U.S. Senator Robert C. Byrd, D-W.Va., Monday announced that West Virginia University (WVU) has joined an elite group of land-grant institutions that house Centers for Wood Utilization Research. Byrd secured $500,000 for the Division of Forestry in WVU ’s Davis College of Agriculture, Forestry, and Consumer Sciences for this important initiative.

“West Virginia’s forests have provided jobs and economic prosperity for the state for many years but additional resources and opportunities remain untapped. I am pleased to have obtained funding to ensure WVU ’s inclusion in this project which will work to identify and promote sustained economic growth for the state’s wood products industries,”Byrd said.

Byrd added the $500,000 for WVU ’s Division of Forestry to the Fiscal Year 2004 Agriculture Appropriations bill which was approved by the Senate as part of a larger federal funding package last month.

The Centers for Wood Utilization Research were established to generate the new knowledge and technologies needed to maintain a vigorous and competitive domestic forest products industry based on sustainable use of the nation’s forest resources. These centers address the major problems confronting the domestic forest products industry and have the breadth to span the sustainable utilization and harvesting of eastern hardwoods, southern pine, western softwood, and northeastern species, with additional focus on the development of associated manufacturing and machining technologies. WVU will join ten existing centers which participate in the initiative.

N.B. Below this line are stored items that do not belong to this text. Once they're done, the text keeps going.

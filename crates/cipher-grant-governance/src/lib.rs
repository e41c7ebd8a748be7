//! Cipher Grant Governance - the confidential grant ledger.
//!
//! This crate provides:
//! - Tiered DAO membership with fixed voting weights
//! - Research proposals whose budgets stay sealed until finalization
//! - Weighted voting with last-vote-wins replacement
//! - Quorum and approval-threshold decisions
//! - Treasury accounting for fees, deposits and grant disbursements
//! - `GrantLifecycle`, which orders all of the above and journals every change

pub mod config;
pub mod error;
pub mod events;
pub mod lifecycle;
pub mod membership;
pub mod proposal;
pub mod query;
pub mod treasury;
pub mod voting;

pub use config::GovernanceConfig;
pub use error::GovernanceError;
pub use events::{LifecycleEvent, LifecycleListener};
pub use lifecycle::{Disbursement, Finalization, GrantLifecycle};
pub use membership::{JoinOutcome, Member, MembershipLedger, Tier};
pub use proposal::{Proposal, ProposalDraft, ProposalId, ProposalStatus, ResearchCategory};
pub use query::{ProposalFilter, StatusCounts, VotingRecord};
pub use treasury::{TransactionType, Treasury, TreasuryTransaction};
pub use voting::{decide, Decision, Vote, VoteBook, VoteChoice, VoteTally};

Joe McNeel, director of the Division of Forestry, will coordinate the program at WVU through the Division’s Wood Science and Technology Program in cooperation with the Appalachian Hardwood Center (AHC), a joint effort of the Division and the WVU Extension Service. McNeel notes that joining the initiative will significantly expand WVU ’s ability to conduct the kind of research that will have direct benefit for the Mountain State’s wood products industry.

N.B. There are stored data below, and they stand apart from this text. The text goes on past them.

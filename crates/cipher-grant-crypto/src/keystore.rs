use crate::error::CryptoError;
use crate::seal::SealingKey;
use aes_gcm::{
    aead::{Aead, AeadCore, KeyInit, OsRng as AesRng},
    Aes256Gcm, Key, Nonce,
};
use argon2::password_hash::rand_core::OsRng;
use argon2::password_hash::SaltString;
use argon2::{Argon2, PasswordHasher};
use cipher_grant_types::Hash;
use serde::{Deserialize, Serialize};
use std::path::Path;
use std::str::FromStr;
use zeroize::Zeroizing;

/// Encrypted keystore file holding the budget sealing key.
/// Uses argon2id for key derivation, AES-256-GCM for encryption.
#[derive(Serialize, Deserialize, Debug, Clone)]
pub struct KeystoreFile {
    pub version: u32,  // 1
    pub id: String,    // UUID
    pub key_id: String, // public id of the sealing key
    pub crypto: KeystoreCrypto,
}

#[derive(Serialize, Deserialize, Debug, Clone)]
pub struct KeystoreCrypto {
    pub cipher: String,         // "aes-256-gcm"
    pub ciphertext: String,     // hex
    pub cipherparams: CipherParams,
    pub kdf: String,            // "argon2id"
    pub kdfparams: KdfParams,
    pub mac: String,            // hex, blake3(derived_key[16..32] || ciphertext)
}

#[derive(Serialize, Deserialize, Debug, Clone)]
pub struct CipherParams {
    pub iv: String,  // hex, 12 bytes nonce
}

#[derive(Serialize, Deserialize, Debug, Clone, PartialEq, Eq)]
pub struct KdfParams {
    #[serde(default)]
    pub salt: String,
    pub parallelism: u32,
    pub memory_cost: u32,
    pub time_cost: u32,
    pub output_len: u32,
}

impl Default for KdfParams {
    fn default() -> Self {
        Self {
            salt: String::new(),
            parallelism: 4,
            memory_cost: 65536, // 64 MB
            time_cost: 3,
            output_len: 32,
        }
    }
}

fn argon2_for(params: &KdfParams) -> Result<Argon2<'static>, CryptoError> {
    let argon_params = argon2::Params::new(
        params.memory_cost,
        params.time_cost,
        params.parallelism,
        Some(params.output_len as usize),
    )
    .map_err(|e| CryptoError::KeyDerivationFailed(format!("{:?}", e)))?;

    Ok(Argon2::new(
        argon2::Algorithm::Argon2id,
        argon2::Version::V0x13,
        argon_params,
    ))
}

fn derive_key(
    password: &str,
    salt: &SaltString,
    params: &KdfParams,
) -> Result<Zeroizing<Vec<u8>>, CryptoError> {
    if params.output_len != 32 {
        return Err(CryptoError::KeystoreError(format!(
            "Unsupported KDF output length: {}",
            params.output_len
        )));
    }

    let password_hash = argon2_for(params)?
        .hash_password(password.as_bytes(), salt)
        .map_err(|e| CryptoError::KeyDerivationFailed(format!("{:?}", e)))?;

    let derived = password_hash.hash.ok_or_else(|| {
        CryptoError::KeyDerivationFailed("No hash generated".to_string())
    })?;

    Ok(Zeroizing::new(derived.as_bytes().to_vec()))
}

fn keystore_mac(derived_key: &[u8], ciphertext: &[u8]) -> Hash {
    Hash::compute_multi(&[&derived_key[16..32], ciphertext])
}

/// Encrypt a sealing key with a password and save it to a keystore file.
pub fn encrypt_keystore(
    key: &SealingKey,
    password: &str,
    path: &Path,
    params: &KdfParams,
) -> Result<(), CryptoError> {
    let salt = SaltString::generate(&mut OsRng);
    let derived_key = derive_key(password, &salt, params)?;

    let nonce = Aes256Gcm::generate_nonce(&mut AesRng);

    let cipher = Aes256Gcm::new(Key::<Aes256Gcm>::from_slice(&derived_key[..]));
    let ciphertext = cipher
        .encrypt(&nonce, &key.as_bytes()[..])
        .map_err(|e| CryptoError::EncryptionFailed(format!("{:?}", e)))?;

    let mac = keystore_mac(&derived_key, &ciphertext);

    let keystore = KeystoreFile {
        version: 1,
        id: uuid::Uuid::new_v4().to_string(),
        key_id: key.key_id().to_string(),
        crypto: KeystoreCrypto {
            cipher: "aes-256-gcm".to_string(),
            ciphertext: hex::encode(&ciphertext),
            cipherparams: CipherParams {
                iv: hex::encode(nonce),
            },
            kdf: "argon2id".to_string(),
            kdfparams: KdfParams {
                salt: salt.to_string(),
                ..params.clone()
            },
            mac: mac.to_hex(),
        },
    };

    let json = serde_json::to_string_pretty(&keystore)
        .map_err(|e| CryptoError::Serialization(e.to_string()))?;

    if let Some(parent) = path.parent() {
        std::fs::create_dir_all(parent)?;
    }
    std::fs::write(path, json)?;

    tracing::info!(key_id = %key.key_id().short(), path = %path.display(), "Sealing key stored");
    Ok(())
}

/// Decrypt a keystore file with a password.
pub fn decrypt_keystore(
    path: &Path,
    password: &str,
) -> Result<SealingKey, CryptoError> {
    let json = std::fs::read_to_string(path)?;

    let keystore: KeystoreFile = serde_json::from_str(&json)
        .map_err(|e| CryptoError::KeystoreError(format!("Parse error: {}", e)))?;

    if keystore.version != 1 {
        return Err(CryptoError::KeystoreError(
            format!("Unsupported keystore version: {}", keystore.version)
        ));
    }

    let params = &keystore.crypto.kdfparams;
    let salt = SaltString::from_b64(&params.salt)
        .map_err(|_| CryptoError::KeystoreError("Invalid salt".to_string()))?;

    let derived_key = derive_key(password, &salt, params)?;

    let ciphertext = hex::decode(&keystore.crypto.ciphertext)
        .map_err(|_| CryptoError::KeystoreError("Invalid ciphertext".to_string()))?;

    let expected_mac = keystore_mac(&derived_key, &ciphertext);
    let actual_mac = Hash::from_str(&keystore.crypto.mac)
        .map_err(|_| CryptoError::KeystoreError("Invalid MAC".to_string()))?;

    if !expected_mac.ct_eq(&actual_mac) {
        return Err(CryptoError::InvalidPassword);
    }

    let nonce_bytes = hex::decode(&keystore.crypto.cipherparams.iv)
        .map_err(|_| CryptoError::KeystoreError("Invalid IV".to_string()))?;
    if nonce_bytes.len() != 12 {
        return Err(CryptoError::KeystoreError("Invalid IV".to_string()));
    }
    let nonce = Nonce::from_slice(&nonce_bytes);

    let cipher = Aes256Gcm::new(Key::<Aes256Gcm>::from_slice(&derived_key[..]));
    let plaintext = Zeroizing::new(
        cipher
            .decrypt(nonce, ciphertext.as_slice())
            .map_err(|_| CryptoError::DecryptionFailed("Decryption failed".to_string()))?,
    );

    let key = SealingKey::from_slice(&plaintext)?;
    if key.key_id().to_string() != keystore.key_id {
        return Err(CryptoError::KeystoreError("Key id mismatch".to_string()));
    }

    Ok(key)
}

/// Create a new random sealing key and store it in a keystore file.
pub fn create_keystore(
    password: &str,
    path: &Path,
    params: &KdfParams,
) -> Result<SealingKey, CryptoError> {
    let key = SealingKey::generate();
    encrypt_keystore(&key, password, path, params)?;
    Ok(key)
}

/// Check if a keystore file exists and is valid.
pub fn check_keystore(path: &Path) -> bool {
    if !path.exists() {
        return false;
    }

    match std::fs::read_to_string(path) {
        Ok(json) => serde_json::from_str::<KeystoreFile>(&json).is_ok(),
        Err(_) => false,
    }
}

“As a part of this initiative, we will be able to examine global competitiveness, help develop engineered wood products and wood-plastic hybrids, and create value-added uses for wood residues from logging and production processes,”McNeel said. The over-arching goal for the Division will be”to improve the economy, profitability, and potential of the West Virginia wood products industry.”

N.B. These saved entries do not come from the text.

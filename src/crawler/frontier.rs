//! Crawl frontier
//!
//! Durable priority queue of admitted URLs that have not been fetched yet. Entries
//! are keyed so that an ascending byte scan of the store yields them in crawl order:
//! lower priority value first, then lower depth, then lower document id.

use crate::state::{CrawlStatistics, PROCESSED_PAGES, SCHEDULED_PAGES};
use crate::storage::{OrderedStore, StorageResult};
use crate::url::WebUrl;
use std::sync::atomic::{AtomicBool, Ordering};
use std::sync::Arc;
use tokio::sync::{Mutex, Notify};

/// Length of a frontier key in bytes
pub const KEY_LEN: usize = 6;

/// Largest depth that still sorts distinctly; deeper items share this byte
pub const MAX_KEY_DEPTH: u8 = 127;

/// Builds the 6-byte queue key of a work item
///
/// Layout: priority, depth clamped to `[0, 127]`, then the document id as a
/// big-endian unsigned 32-bit integer.
///
/// # Examples
///
/// ```
/// use nanocrawl::crawler::encode_key;
/// use nanocrawl::url::{TldList, WebUrl};
///
/// let mut item = WebUrl::new("http://example.com/", &TldList::default());
/// item.priority = 0;
/// item.depth = 130;
/// item.doc_id = 300;
/// assert_eq!(encode_key(&item), [0x00, 0x7F, 0x00, 0x00, 0x01, 0x2C]);
/// ```
pub fn encode_key(item: &WebUrl) -> [u8; KEY_LEN] {
    let depth = item.depth.clamp(0, MAX_KEY_DEPTH as i16) as u8;
    let id = (item.doc_id as u32).to_be_bytes();
    [item.priority, depth, id[0], id[1], id[2], id[3]]
}

/// Splits a queue key back into `(priority, depth, doc_id)`
pub fn decode_key(key: &[u8]) -> Option<(u8, u8, i32)> {
    if key.len() != KEY_LEN {
        return None;
    }
    let id = u32::from_be_bytes([key[2], key[3], key[4], key[5]]);
    Some((key[0], key[1], id as i32))
}

struct FrontierInner {
    store: Box<dyn OrderedStore>,
    scheduled_pages: u64,
    processed_pages: u64,
    max_pages: i64,
}

impl FrontierInner {
    fn at_capacity(&self, pending: u64) -> bool {
        self.max_pages >= 0 && self.scheduled_pages + pending >= self.max_pages as u64
    }
}

/// Priority work queue shared by every worker
///
/// Holds the crawl's terminal flag as well: once `finish` is called, blocked takers
/// wake up empty-handed and the workers wind down.
pub struct CrawlFrontier {
    inner: Mutex<FrontierInner>,
    statistics: Arc<CrawlStatistics>,
    finished: AtomicBool,
    arrivals: Notify,
}

impl CrawlFrontier {
    /// Creates a frontier over `store`
    ///
    /// With `resumable` set, entries left in the store by a previous run count as
    /// already scheduled, so the page cap covers both runs.
    pub fn new(
        store: Box<dyn OrderedStore>,
        max_pages_to_fetch: i64,
        statistics: Arc<CrawlStatistics>,
        resumable: bool,
    ) -> StorageResult<Self> {
        let scheduled_pages = if resumable { store.count()? } else { 0 };
        if scheduled_pages > 0 {
            tracing::info!(
                "Resuming crawl with {} pages left in the frontier",
                scheduled_pages
            );
        }

        Ok(Self {
            inner: Mutex::new(FrontierInner {
                store,
                scheduled_pages,
                processed_pages: 0,
                max_pages: max_pages_to_fetch,
            }),
            statistics,
            finished: AtomicBool::new(false),
            arrivals: Notify::new(),
        })
    }

    /// Admits one item unless the page cap is reached
    ///
    /// # Returns
    ///
    /// * `true` - If the item was persisted
    /// * `false` - If the cap rejected it or the store failed
    pub async fn schedule(&self, item: &WebUrl) -> bool {
        let admitted = {
            let mut inner = self.inner.lock().await;
            if inner.at_capacity(0) {
                false
            } else {
                match put_item(&mut inner, item) {
                    Ok(()) => {
                        inner.scheduled_pages += 1;
                        true
                    }
                    Err(e) => {
                        tracing::error!("Failed to schedule {}: {}", item, e);
                        false
                    }
                }
            }
        };

        if admitted {
            self.statistics.increment(SCHEDULED_PAGES).await;
            self.arrivals.notify_waiters();
        }
        admitted
    }

    /// Admits items in order until the page cap is reached
    ///
    /// Items past the cap are dropped; the ones before it stay admitted.
    ///
    /// # Returns
    ///
    /// The number of items admitted
    pub async fn schedule_batch(&self, items: &[WebUrl]) -> usize {
        let admitted = {
            let mut inner = self.inner.lock().await;
            let mut admitted = 0u64;
            for item in items {
                if inner.at_capacity(admitted) {
                    tracing::debug!(
                        "Page cap reached, dropping {} of {} links",
                        items.len() as u64 - admitted,
                        items.len()
                    );
                    break;
                }
                match put_item(&mut inner, item) {
                    Ok(()) => admitted += 1,
                    Err(e) => tracing::error!("Failed to schedule {}: {}", item, e),
                }
            }
            inner.scheduled_pages += admitted;
            admitted
        };

        if admitted > 0 {
            self.statistics.increment_by(SCHEDULED_PAGES, admitted).await;
            self.arrivals.notify_waiters();
        }
        admitted as usize
    }

    /// Removes and returns up to `max` items in key order, waiting for work if needed
    ///
    /// Returned entries are gone from the store. Returns an empty list only once the
    /// frontier is finished.
    pub async fn take(&self, max: usize) -> Vec<WebUrl> {
        loop {
            let notified = self.arrivals.notified();
            tokio::pin!(notified);
            notified.as_mut().enable();

            if self.is_finished() {
                return Vec::new();
            }

            {
                let mut inner = self.inner.lock().await;
                let items = take_locked(&mut inner, max);
                if !items.is_empty() {
                    return items;
                }
            }

            notified.await;
        }
    }

    /// Marks the crawl as over and wakes every blocked taker
    pub fn finish(&self) {
        if !self.finished.swap(true, Ordering::SeqCst) {
            tracing::debug!("Frontier finished");
        }
        self.arrivals.notify_waiters();
    }

    pub fn is_finished(&self) -> bool {
        self.finished.load(Ordering::SeqCst)
    }

    /// Number of items waiting to be taken
    pub async fn queue_length(&self) -> u64 {
        let inner = self.inner.lock().await;
        match inner.store.count() {
            Ok(count) => count,
            Err(e) => {
                tracing::error!("Failed to count frontier entries: {}", e);
                0
            }
        }
    }

    /// Records that a taken item went through a worker
    pub async fn set_processed(&self, item: &WebUrl) {
        {
            let mut inner = self.inner.lock().await;
            inner.processed_pages += 1;
        }
        tracing::trace!("Processed {}", item);
        self.statistics.increment(PROCESSED_PAGES).await;
    }

    pub async fn processed_pages(&self) -> u64 {
        self.inner.lock().await.processed_pages
    }

    pub async fn scheduled_pages(&self) -> u64 {
        self.inner.lock().await.scheduled_pages
    }

    pub async fn sync(&self) -> StorageResult<()> {
        self.inner.lock().await.store.sync()
    }

    pub async fn close(&self) -> StorageResult<()> {
        let mut inner = self.inner.lock().await;
        inner.store.sync()?;
        inner.store.close()
    }
}

fn put_item(inner: &mut FrontierInner, item: &WebUrl) -> StorageResult<()> {
    let value = serde_json::to_vec(item)?;
    inner.store.put(&encode_key(item), &value)
}

fn take_locked(inner: &mut FrontierInner, max: usize) -> Vec<WebUrl> {
    let entries = match inner.store.cursor(max) {
        Ok(entries) => entries,
        Err(e) => {
            tracing::error!("Failed to read the frontier: {}", e);
            return Vec::new();
        }
    };

    let mut items = Vec::with_capacity(entries.len());
    for (key, value) in entries {
        if let Err(e) = inner.store.delete(&key) {
            tracing::error!("Failed to remove frontier entry {:?}: {}", key, e);
            continue;
        }
        match serde_json::from_slice::<WebUrl>(&value) {
            Ok(item) => items.push(item),
            Err(e) => tracing::error!("Dropping undecodable frontier entry {:?}: {}", key, e),
        }
    }
    items
}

Toward that end, McNeel and colleagues in the Division’s Wood Science and Technology program have established an informal advisory group of representatives from industry and related state and federal agencies to help determine the direction of WVU ’s wood utilization research. The funding also provides the Division an opportunity to improve its wood utilization research infrastructure, purchase new research equipment, and update laboratory facilities.

The WVU Division is already held in high regard by employers, having been named one of the ten most recruited forestry programs in the nation in a study by the Pinchot Institute for Conservation. McNeel feels participation in the initiative will only strengthen the program’s links with industry, speeding up the industry’s ability to apply research findings in their operations.

McNeel is currently reviewing research proposals and possible infrastructure investments for the first phase of initiative funding. He will submit the initial slate of projects to the USDA Cooperative State Research, Extension, and Education Service in March for final approval.